Paper targets tend to be some of the cheaper targets on the market. Not to mention, the quality and quantity of paper targets you can purchase vary extensively. There are paper targets that let you know when you hit the target, such as splatter targets. There are paper targets for zeroing, such as the grid overlay targets. There are paper targets used for games and targets simply used to help improve your precision. They even make weatherproof targets—so you can practice for the zombie apocalypse during the next hurricane. We don’t advice this.

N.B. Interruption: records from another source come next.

//! Triggers: absolute-time deliveries an event produces.

use std::fmt;

use chrono::{DateTime, Utc};
use serde::{Deserialize, Serialize};

/// Request code offsets reserved for the live markers. Reminder offsets are
/// capped well below these.
const LIVE_BEGIN_CODE: i32 = 99_998;
const LIVE_END_CODE: i32 = 99_999;
const CODE_STRIDE: i32 = 100_000;

#[derive(Debug, Clone, Copy, PartialEq, Eq, Hash, PartialOrd, Ord, Serialize, Deserialize)]
#[serde(tag = "kind", rename_all = "snake_case")]
pub enum TriggerKind {
    Reminder { minutes: u32 },
    LiveBegin,
    LiveEnd,
}

impl fmt::Display for TriggerKind {
    fn fmt(&self, f: &mut fmt::Formatter<'_>) -> fmt::Result {
        match self {
            TriggerKind::Reminder { minutes } => write!(f, "reminder-{minutes}"),
            TriggerKind::LiveBegin => write!(f, "live-begin"),
            TriggerKind::LiveEnd => write!(f, "live-end"),
        }
    }
}

/// Identifies one trigger of one event. Derived only from the event identity
/// and the trigger kind, so planning the same event twice targets the same keys.
#[derive(Debug, Clone, PartialEq, Eq, Hash, PartialOrd, Ord, Serialize, Deserialize)]
pub struct TriggerKey {
    pub event_id: String,
    pub kind: TriggerKind,
}

impl TriggerKey {
    pub fn new(event_id: &str, kind: TriggerKind) -> Self {
        TriggerKey {
            event_id: event_id.to_string(),
            kind,
        }
    }

    /// Integer request code: identity hash combined with the kind.
    pub fn request_code(&self) -> i32 {
        let offset = match self.kind {
            TriggerKind::Reminder { minutes } => i32::try_from(minutes).unwrap_or(LIVE_BEGIN_CODE - 1),
            TriggerKind::LiveBegin => LIVE_BEGIN_CODE,
            TriggerKind::LiveEnd => LIVE_END_CODE,
        };
        identity_hash(&self.event_id)
            .wrapping_mul(CODE_STRIDE)
            .wrapping_add(offset)
    }
}

impl fmt::Display for TriggerKey {
    fn fmt(&self, f: &mut fmt::Formatter<'_>) -> fmt::Result {
        write!(f, "{}#{}", self.event_id, self.kind)
    }
}

/// Rendering slot of an event's live notification.
pub fn slot_id(event_id: &str) -> u32 {
    identity_hash(event_id) as u32
}

/// Stable 31-multiplier string hash. Unlike `DefaultHasher` it does not change
/// between builds, so codes handed to the platform stay valid across restarts.
fn identity_hash(s: &str) -> i32 {
    s.chars()
        .fold(0i32, |h, c| h.wrapping_mul(31).wrapping_add(c as i32))
}

/// Everything a consumer needs to render a trigger without reading the store.
#[derive(Debug, Clone, PartialEq, Eq, Serialize, Deserialize)]
pub struct TriggerPayload {
    pub event_id: String,
    pub title: String,
    pub location: Option<String>,
    pub time_range: String,
    pub label: String,
    pub code: Option<String>,
    pub starts_at: DateTime<Utc>,
    pub ends_at: DateTime<Utc>,
}

impl TriggerPayload {
    /// Body line for a notification: time range, location and pickup code.
    pub fn body(&self) -> String {
        let mut parts = vec![self.time_range.clone()];
        if let Some(location) = &self.location {
            parts.push(location.clone());
        }
        if let Some(code) = &self.code {
            parts.push(format!("Code {code}"));
        }
        parts.join(" · ")
    }
}

/// A trigger ready to register with a timer.
#[derive(Debug, Clone, PartialEq, Eq)]
pub struct Trigger {
    pub key: TriggerKey,
    pub at: DateTime<Utc>,
    pub payload: TriggerPayload,
}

Don’t have the finances to buy new targets? Read our blog, Free Printable Shooting Targets

Simply buying paper targets vs. a steel target can save you a lot of money short-term. If you need something for right then, paper targets are great. You don’t have to worry about your round ricocheting off the steel target—though knowing what’s behind your backdrop is still a huge deal. Paper targets can also be a great option for your cheap day at the range because it’s easier to purchase paper targets in bulk.

Bulk paper targets

If you’re looking for a cheap target option, buying your favorites in bulk can help alleviate some of the cost. Here’s a list of some well-known targets, which you can buy in bulk.

Big Dawg Targets

Big Dawg Targets are great for shooters who enjoy using the same target—although we recommend changing it up a bit—and with 250 3” adhesive targets, you won’t run out anytime soon—at least not within the hour. This target is also a splatter target, meaning you can see where your rounds land without having to walk all the way downrange.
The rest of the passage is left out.